Hitler's secretary, Traudl Junge, who died in 2002, admitted to having been fascinated by her employer. She said: "He was a pleasant boss and a fatherly friend. I enjoyed the time by his side almost until the bitter end." Her autobiography formed the basis of the award-winning 2004 film Downfall about the final days of Hitler's life.

Joseph Goebbels shot his wife and then killed himself in Berlin bunker in the spring of 1945, as the Red Army moved on Berlin. Magda Goebbels had earlier poisoned her children with cyanide pills.

Ms Pomsel's described Joseph Goebbels' suicide as "cowardly".

"He took the easy way out," she said. "He should have been sentenced to death, but he was too cunning not to realise what would happen to him." Although Goebbels masterminded the Nazi regime's virulently anti-Semitic propaganda machine, Ms Pomsel assured Bild that she had only learned about the Holocaust when she was released from captivity five years after the end of the war.

"I was a stupid and politically disinterested nobody from a simple background," she said.

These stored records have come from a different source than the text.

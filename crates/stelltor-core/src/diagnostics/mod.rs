//! Injectable diagnostics hook.
//!
//! The caller hands the transform a sink capability at construction; the
//! core itself holds no global state and never prints.

use crate::domain::AngularGrid;

pub trait DiagnosticsSink: Send + Sync {
    /// Called when a transform starts, before any accumulation.
    fn transform_started(&self, _direction: &'static str, _grid: &AngularGrid) {}

    /// Called when the finiteness scan finds a NaN/Inf, right before the
    /// transform fails with `NonFiniteGeometry`.
    fn non_finite_detected(&self, _field: &'static str, _index: usize, _value: f64) {}
}

/// Default sink: forwards to `tracing`.
#[derive(Debug, Clone, Copy, Default)]
pub struct TracingDiagnostics;

impl DiagnosticsSink for TracingDiagnostics {
    fn transform_started(&self, direction: &'static str, grid: &AngularGrid) {
        tracing::debug!(
            direction,
            m_pol = grid.m_pol(),
            n_tor = grid.n_tor(),
            n_theta_eff = grid.n_theta_eff(),
            n_zeta = grid.n_zeta(),
            symmetry = grid.symmetry().as_str(),
            "angular transform started"
        );
    }

    fn non_finite_detected(&self, field: &'static str, index: usize, value: f64) {
        tracing::warn!(field, index, value, "non-finite value in angular transform");
    }
}

/// Sink that drops everything.
#[derive(Debug, Clone, Copy, Default)]
pub struct NullDiagnostics;

impl DiagnosticsSink for NullDiagnostics {}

She recalled how she arrived in Goebbels' office in 1942 and joined three other secretaries who were already working for him.

"I was forced to work there," she said. "I had been employed by Berlin Radio and was one of the fastest typists in the office.

"The only way I could have refused would have been to claim that I had an infectious disease. It was an order," she said. Ms Pomsel spent the last 10 days and nights of the war in the cellars of Goebbels' ministry of propaganda, taking cover from the Soviet artillery shells which were raining down on Berlin. She said an attempt was made to carry on work as normal.

On 1 May 1945, she was informed of Goebbels' suicide.

"The Russians then came and drove us out of the cellar," she said.

Ms Pomsel spent the next five years as a prisoner in the former Nazi concentration camps of Buchenwald and Sachsenhausen, that had been hastily converted by the Russians into detention centres for captured Nazis. She was finally allowed out in 1950.

She went on to work as a secretary for regional radio, before joining Germany's main broadcasting station ARD in Munich.

"I never believed I would ever be able to live a happy life," she told Bild. "I will never forgive Goebbels for what he did to the world or for the fact that he murdered his innocent children."